[Try it]: All lines holding the word "NewsTransfer" should be located in the records and copied.

————————

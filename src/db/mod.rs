//! Database layer
//!
//! SQLite persistence for the news backend:
//! - connection pool creation (`pool`)
//! - embedded code-based migrations (`migrations`)
//! - entity repositories (`repositories`)
//! - the per-request unit of work tying them into one transaction
//!   (`unit_of_work`)

pub mod migrations;
pub mod pool;
pub mod repositories;
pub mod unit_of_work;

pub use pool::{create_pool, create_test_pool};
pub use unit_of_work::UnitOfWork;
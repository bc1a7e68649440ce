//! News model
//!
//! A news item is stored normalized: the row carries foreign keys to its
//! author and rubric, and its tag set is materialized through the `news_tags`
//! join table. External callers exchange the flat [`NewsTransfer`] shape
//! instead, with names in place of ids; the news mapper converts between the
//! two.

use chrono::{DateTime, Utc};
use serde::{Deserialize, Serialize};

use super::Tag;

/// News entity as persisted.
#[derive(Debug, Clone, Serialize, Deserialize, PartialEq)]
pub struct News {
    /// Unique identifier
    pub id: i64,
    /// Headline
    pub title: String,
    /// Article body
    pub body: String,
    /// Publication timestamp
    pub date: DateTime<Utc>,
    /// Foreign key to the author
    pub author_id: i64,
    /// Foreign key to the rubric
    pub rubric_id: i64,
}

/// One news-to-tag association.
///
/// A join row has no identity of its own beyond the pair; rows are created
/// and destroyed only as a side effect of saving a news item, never directly
/// by a caller.
#[derive(Debug, Clone, Serialize, Deserialize, PartialEq)]
pub struct NewsTag {
    /// News id side of the association
    pub news_id: i64,
    /// Tag id side of the association
    pub tag_id: i64,
}

/// News aggregate: a news row together with its resolved tag set.
///
/// Produced by the mapper when converting from the transfer shape. The tags
/// are in memory only at that point; join rows are persisted by whoever
/// saves the aggregate, once the news row has an id.
#[derive(Debug, Clone)]
pub struct NewsWithTags {
    /// The news row
    pub news: News,
    /// Resolved tags, one per requested tag name
    pub tags: Vec<Tag>,
}

/// Flat news representation exchanged with external callers.
///
/// Author, rubric and tags are carried by name; the mapper resolves them
/// against the store in both directions.
#[derive(Debug, Clone, Serialize, Deserialize, PartialEq)]
pub struct NewsTransfer {
    /// Unique identifier (0 for a not-yet-persisted item)
    pub id: i64,
    /// Headline
    pub title: String,
    /// Article body
    pub body: String,
    /// Tag names, possibly empty
    pub tags: Vec<String>,
    /// Publication timestamp
    pub date: DateTime<Utc>,
    /// Author display name
    pub author_name: String,
    /// Rubric name
    pub rubric_name: String,
}
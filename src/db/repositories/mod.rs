//! Repositories
//!
//! Data access for the news backend. Each entity gets a repository trait
//! plus a SQLx implementation bound to a unit of work's open transaction:
//! every read sees the transaction's staged writes, and nothing reaches the
//! store until the unit of work commits.

mod author;
mod news;
mod news_tag;
mod rubric;
mod tag;

pub use author::{AuthorRepository, SqlxAuthorRepository};
pub use news::{NewsRepository, SqlxNewsRepository};
pub use news_tag::{NewsTagRepository, SqlxNewsTagRepository};
pub use rubric::{RubricRepository, SqlxRubricRepository};
pub use tag::{SqlxTagRepository, TagRepository};
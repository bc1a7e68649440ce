//! News-to-tag join repository
//!
//! Join rows have no identity beyond the (news_id, tag_id) pair. They are
//! written only while saving a news aggregate; callers never manage them
//! directly.

use std::sync::Arc;

use anyhow::{Context, Result};
use async_trait::async_trait;
use sqlx::Row;

use crate::db::unit_of_work::SharedTx;
use crate::models::NewsTag;

/// News-to-tag join repository trait
#[async_trait]
pub trait NewsTagRepository: Send + Sync {
    /// Get all join rows for a news item
    async fn get_by_news_id(&self, news_id: i64) -> Result<Vec<NewsTag>>;

    /// Insert a join row; inserting the same pair twice is a no-op
    async fn add(&self, news_tag: &NewsTag) -> Result<()>;

    /// Delete a join row
    async fn delete(&self, news_tag: &NewsTag) -> Result<()>;
}

/// SQLx-based join repository bound to a unit of work transaction.
pub struct SqlxNewsTagRepository {
    tx: SharedTx,
}

impl SqlxNewsTagRepository {
    pub(crate) fn new(tx: SharedTx) -> Self {
        Self { tx }
    }

    pub(crate) fn shared(tx: SharedTx) -> Arc<dyn NewsTagRepository> {
        Arc::new(Self::new(tx))
    }
}

#[async_trait]
impl NewsTagRepository for SqlxNewsTagRepository {
    async fn get_by_news_id(&self, news_id: i64) -> Result<Vec<NewsTag>> {
        let mut state = self.tx.lock().await;
        let rows = sqlx::query(
            "SELECT news_id, tag_id FROM news_tags WHERE news_id = ? ORDER BY tag_id",
        )
        .bind(news_id)
        .fetch_all(state.conn()?)
        .await
        .context("Failed to get news tags by news ID")?;

        Ok(rows
            .iter()
            .map(|row| NewsTag {
                news_id: row.get("news_id"),
                tag_id: row.get("tag_id"),
            })
            .collect())
    }

    async fn add(&self, news_tag: &NewsTag) -> Result<()> {
        let mut state = self.tx.lock().await;
        let result = sqlx::query("INSERT OR IGNORE INTO news_tags (news_id, tag_id) VALUES (?, ?)")
            .bind(news_tag.news_id)
            .bind(news_tag.tag_id)
            .execute(state.conn()?)
            .await
            .context("Failed to add news tag")?;
        state.record_rows(result.rows_affected());

        Ok(())
    }

    async fn delete(&self, news_tag: &NewsTag) -> Result<()> {
        let mut state = self.tx.lock().await;
        let result = sqlx::query("DELETE FROM news_tags WHERE news_id = ? AND tag_id = ?")
            .bind(news_tag.news_id)
            .bind(news_tag.tag_id)
            .execute(state.conn()?)
            .await
            .context("Failed to delete news tag")?;
        state.record_rows(result.rows_affected());

        Ok(())
    }
}
//! Auth service
//!
//! Issues signed bearer tokens for authenticated authors. The token carries
//! the author's id and email; verifying and consuming it on requests is the
//! HTTP layer's job, though `verify_token` is provided for it and for tests.

use anyhow::Context;
use chrono::{Duration, Utc};
use jsonwebtoken::{decode, encode, DecodingKey, EncodingKey, Header, Validation};
use serde::{Deserialize, Serialize};
use sqlx::SqlitePool;

use crate::config::AuthConfig;
use crate::models::Author;

use super::{AuthorService, ServiceError};

/// Claims carried by an issued token
#[derive(Debug, Clone, Serialize, Deserialize)]
pub struct Claims {
    /// Author id
    pub sub: String,
    /// Author email
    pub email: String,
    /// Issued-at, unix seconds
    pub iat: i64,
    /// Expiration, unix seconds
    pub exp: i64,
}

/// Auth service issuing bearer tokens
pub struct AuthService {
    authors: AuthorService,
    secret: String,
    token_expiration_hours: i64,
}

impl AuthService {
    /// Create a new auth service.
    pub fn new(pool: SqlitePool, config: &AuthConfig) -> Self {
        Self {
            authors: AuthorService::new(pool),
            secret: config.jwt_secret.clone(),
            token_expiration_hours: config.token_expiration_hours,
        }
    }

    /// Authenticate with email and password, returning a signed token.
    ///
    /// # Errors
    ///
    /// - `NotFound` if no author matches the credentials
    pub async fn login(&self, email: &str, password: &str) -> Result<String, ServiceError> {
        let author = self.authors.get_by_credentials(email, password).await?;
        tracing::info!(author_id = author.id, "issuing token");
        self.create_token(&author)
    }

    /// Create a signed token for an already-authenticated author.
    pub fn create_token(&self, author: &Author) -> Result<String, ServiceError> {
        let now = Utc::now();
        let expiration = now + Duration::hours(self.token_expiration_hours);

        let claims = Claims {
            sub: author.id.to_string(),
            email: author.email.clone(),
            iat: now.timestamp(),
            exp: expiration.timestamp(),
        };

        let token = encode(
            &Header::default(),
            &claims,
            &EncodingKey::from_secret(self.secret.as_ref()),
        )
        .context("Failed to sign token")?;

        Ok(token)
    }

    /// Verify a token and return its claims.
    pub fn verify_token(&self, token: &str) -> Result<Claims, ServiceError> {
        let validation = Validation::default();
        let data = decode::<Claims>(
            token,
            &DecodingKey::from_secret(self.secret.as_ref()),
            &validation,
        )
        .context("Failed to verify token")?;

        Ok(data.claims)
    }
}

#[cfg(test)]
mod tests {
    use super::*;
    use crate::db::{create_test_pool, migrations};
    use crate::models::RegisterAuthorInput;

    fn auth_config() -> AuthConfig {
        AuthConfig {
            jwt_secret: "test-secret".to_string(),
            token_expiration_hours: 2,
        }
    }

    async fn setup() -> SqlitePool {
        let pool = create_test_pool().await.expect("Failed to create pool");
        migrations::run_migrations(&pool)
            .await
            .expect("Failed to run migrations");
        pool
    }

    async fn register_author(pool: &SqlitePool) -> Author {
        AuthorService::new(pool.clone())
            .register(RegisterAuthorInput {
                name: "Jane".to_string(),
                email: "jane@example.com".to_string(),
                password: "secret".to_string(),
            })
            .await
            .unwrap()
    }

    #[tokio::test]
    async fn test_login_issues_verifiable_token() {
        let pool = setup().await;
        let author = register_author(&pool).await;
        let service = AuthService::new(pool, &auth_config());

        let token = service.login("jane@example.com", "secret").await.unwrap();
        let claims = service.verify_token(&token).unwrap();

        assert_eq!(claims.sub, author.id.to_string());
        assert_eq!(claims.email, "jane@example.com");
        assert!(claims.exp > claims.iat);
    }

    #[tokio::test]
    async fn test_login_with_bad_credentials_fails() {
        let pool = setup().await;
        register_author(&pool).await;
        let service = AuthService::new(pool, &auth_config());

        let result = service.login("jane@example.com", "wrong").await;
        assert!(matches!(result, Err(ServiceError::NotFound(_))));
    }

    #[tokio::test]
    async fn test_token_from_other_secret_is_rejected() {
        let pool = setup().await;
        let author = register_author(&pool).await;

        let issuer = AuthService::new(pool.clone(), &auth_config());
        let token = issuer.create_token(&author).unwrap();

        let other = AuthService::new(
            pool,
            &AuthConfig {
                jwt_secret: "different-secret".to_string(),
                token_expiration_hours: 2,
            },
        );
        assert!(other.verify_token(&token).is_err());
    }

    #[tokio::test]
    async fn test_tampered_token_is_rejected() {
        let pool = setup().await;
        let author = register_author(&pool).await;
        let service = AuthService::new(pool, &auth_config());

        let mut token = service.create_token(&author).unwrap();
        token.push('x');
        assert!(service.verify_token(&token).is_err());
    }
}
//! Newsdesk - news publishing backend core
//!
//! This library provides the persistence and business-logic core for a news
//! publishing backend: authors, rubrics, tags and news items, the unit of
//! work coordinating them into atomic saves, and bearer-token issuance for
//! authenticated authors. An HTTP layer is expected to sit on top and
//! translate [`services::ServiceError`] variants into responses.

pub mod config;
pub mod db;
pub mod models;
pub mod services;
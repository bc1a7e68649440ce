//! Database migrations
//!
//! Code-based migrations for the news backend. All migrations are embedded
//! directly in Rust code as SQL strings so the crate carries its own schema.
//!
//! Each migration is a `Migration` struct with a unique `version`, a
//! human-readable `name`, and the SQL to apply. Applied versions are tracked
//! in a `_migrations` table and skipped on subsequent runs.

use anyhow::{Context, Result};
use chrono::{DateTime, Utc};
use sqlx::{Row, SqlitePool};

/// A database migration
#[derive(Debug, Clone)]
pub struct Migration {
    /// Migration version number (must be unique and sequential)
    pub version: i32,
    /// Human-readable migration name
    pub name: &'static str,
    /// SQL statements to apply
    pub up: &'static str,
}

/// Migration record stored in the database
#[derive(Debug, Clone)]
pub struct MigrationRecord {
    /// Migration version number
    pub version: i64,
    /// Migration name/description
    pub name: String,
    /// When the migration was applied
    pub applied_at: DateTime<Utc>,
}

/// All migrations for the news backend.
pub const MIGRATIONS: &[Migration] = &[
    // Migration 1: Create authors table.
    // Email carries no UNIQUE constraint; registration performs its own
    // duplicate pre-check.
    Migration {
        version: 1,
        name: "create_authors",
        up: r#"
            CREATE TABLE IF NOT EXISTS authors (
                id INTEGER PRIMARY KEY AUTOINCREMENT,
                name VARCHAR(100) NOT NULL,
                email VARCHAR(255) NOT NULL,
                password VARCHAR(255) NOT NULL,
                created_at TIMESTAMP NOT NULL DEFAULT CURRENT_TIMESTAMP
            );
            CREATE INDEX IF NOT EXISTS idx_authors_name ON authors(name);
            CREATE INDEX IF NOT EXISTS idx_authors_email ON authors(email);
        "#,
    },
    // Migration 2: Create rubrics table
    Migration {
        version: 2,
        name: "create_rubrics",
        up: r#"
            CREATE TABLE IF NOT EXISTS rubrics (
                id INTEGER PRIMARY KEY AUTOINCREMENT,
                name VARCHAR(100) NOT NULL,
                created_at TIMESTAMP NOT NULL DEFAULT CURRENT_TIMESTAMP
            );
            CREATE INDEX IF NOT EXISTS idx_rubrics_name ON rubrics(name);
        "#,
    },
    // Migration 3: Create tags table. The name is the natural key.
    Migration {
        version: 3,
        name: "create_tags",
        up: r#"
            CREATE TABLE IF NOT EXISTS tags (
                id INTEGER PRIMARY KEY AUTOINCREMENT,
                name VARCHAR(100) NOT NULL UNIQUE,
                created_at TIMESTAMP NOT NULL DEFAULT CURRENT_TIMESTAMP
            );
            CREATE INDEX IF NOT EXISTS idx_tags_name ON tags(name);
        "#,
    },
    // Migration 4: Create news table
    Migration {
        version: 4,
        name: "create_news",
        up: r#"
            CREATE TABLE IF NOT EXISTS news (
                id INTEGER PRIMARY KEY AUTOINCREMENT,
                title VARCHAR(255) NOT NULL,
                body TEXT NOT NULL,
                date TIMESTAMP NOT NULL,
                author_id INTEGER NOT NULL,
                rubric_id INTEGER NOT NULL,
                FOREIGN KEY (author_id) REFERENCES authors(id),
                FOREIGN KEY (rubric_id) REFERENCES rubrics(id)
            );
            CREATE INDEX IF NOT EXISTS idx_news_author_id ON news(author_id);
            CREATE INDEX IF NOT EXISTS idx_news_rubric_id ON news(rubric_id);
        "#,
    },
    // Migration 5: Create news_tags join table. The composite primary key
    // keeps a news item's tag set free of duplicate tag ids.
    Migration {
        version: 5,
        name: "create_news_tags",
        up: r#"
            CREATE TABLE IF NOT EXISTS news_tags (
                news_id INTEGER NOT NULL,
                tag_id INTEGER NOT NULL,
                PRIMARY KEY (news_id, tag_id),
                FOREIGN KEY (news_id) REFERENCES news(id) ON DELETE CASCADE,
                FOREIGN KEY (tag_id) REFERENCES tags(id) ON DELETE CASCADE
            );
            CREATE INDEX IF NOT EXISTS idx_news_tags_tag_id ON news_tags(tag_id);
        "#,
    },
];

/// Run all pending migrations.
///
/// Returns the number of migrations applied.
pub async fn run_migrations(pool: &SqlitePool) -> Result<usize> {
    create_migrations_table(pool).await?;

    let applied = get_applied_migrations(pool).await?;
    let applied_versions: Vec<i32> = applied.iter().map(|m| m.version as i32).collect();

    let mut count = 0;

    for migration in MIGRATIONS {
        if !applied_versions.contains(&migration.version) {
            tracing::info!(
                "Applying migration {}: {}",
                migration.version,
                migration.name
            );
            apply_migration(pool, migration)
                .await
                .with_context(|| format!("Failed to apply migration: {}", migration.name))?;
            count += 1;
        }
    }

    if count > 0 {
        tracing::info!("Applied {} migration(s)", count);
    } else {
        tracing::debug!("No pending migrations");
    }

    Ok(count)
}

/// Create the migrations tracking table if it doesn't exist
async fn create_migrations_table(pool: &SqlitePool) -> Result<()> {
    sqlx::query(
        r#"
        CREATE TABLE IF NOT EXISTS _migrations (
            version INTEGER PRIMARY KEY,
            name VARCHAR(255) NOT NULL UNIQUE,
            applied_at TIMESTAMP NOT NULL DEFAULT CURRENT_TIMESTAMP
        )
        "#,
    )
    .execute(pool)
    .await
    .context("Failed to create migrations table")?;
    Ok(())
}

/// Get the list of already applied migrations
async fn get_applied_migrations(pool: &SqlitePool) -> Result<Vec<MigrationRecord>> {
    let rows = sqlx::query("SELECT version, name, applied_at FROM _migrations ORDER BY version")
        .fetch_all(pool)
        .await
        .context("Failed to read applied migrations")?;

    let mut records = Vec::with_capacity(rows.len());
    for row in rows {
        records.push(MigrationRecord {
            version: row.get("version"),
            name: row.get("name"),
            applied_at: row.get("applied_at"),
        });
    }

    Ok(records)
}

/// Apply a single migration and record it
async fn apply_migration(pool: &SqlitePool, migration: &Migration) -> Result<()> {
    sqlx::query(migration.up)
        .execute(pool)
        .await
        .with_context(|| format!("Failed to execute migration SQL: {}", migration.name))?;

    sqlx::query("INSERT INTO _migrations (version, name, applied_at) VALUES (?, ?, ?)")
        .bind(migration.version)
        .bind(migration.name)
        .bind(Utc::now())
        .execute(pool)
        .await
        .with_context(|| format!("Failed to record migration: {}", migration.name))?;

    Ok(())
}
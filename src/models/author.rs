//! Author model
//!
//! Authors write news items and authenticate against the backend. The email
//! address is the registration key: the author service rejects a second
//! registration with an email that is already taken.

use chrono::{DateTime, Utc};
use serde::{Deserialize, Serialize};

/// Author entity.
#[derive(Debug, Clone, Serialize, Deserialize, PartialEq)]
pub struct Author {
    /// Unique identifier
    pub id: i64,
    /// Display name, used to resolve news references
    pub name: String,
    /// Email address, unique per registered author
    pub email: String,
    /// Stored credential, treated as an opaque string
    #[serde(skip_serializing)]
    pub password: String,
    /// Creation timestamp
    pub created_at: DateTime<Utc>,
}

impl Author {
    /// Create a new Author.
    ///
    /// The ID will be set to 0 and should be assigned by the database.
    pub fn new(name: String, email: String, password: String) -> Self {
        Self {
            id: 0, // Will be set by the database
            name,
            email,
            password,
            created_at: Utc::now(),
        }
    }
}

/// Input for registering a new author
#[derive(Debug, Clone, Deserialize)]
pub struct RegisterAuthorInput {
    /// Display name
    pub name: String,
    /// Email address
    pub email: String,
    /// Credential to store
    pub password: String,
}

————————

[Exercise result]:
//! join table. External callers exchange the flat [`NewsTransfer`] shape
pub struct NewsTransfer {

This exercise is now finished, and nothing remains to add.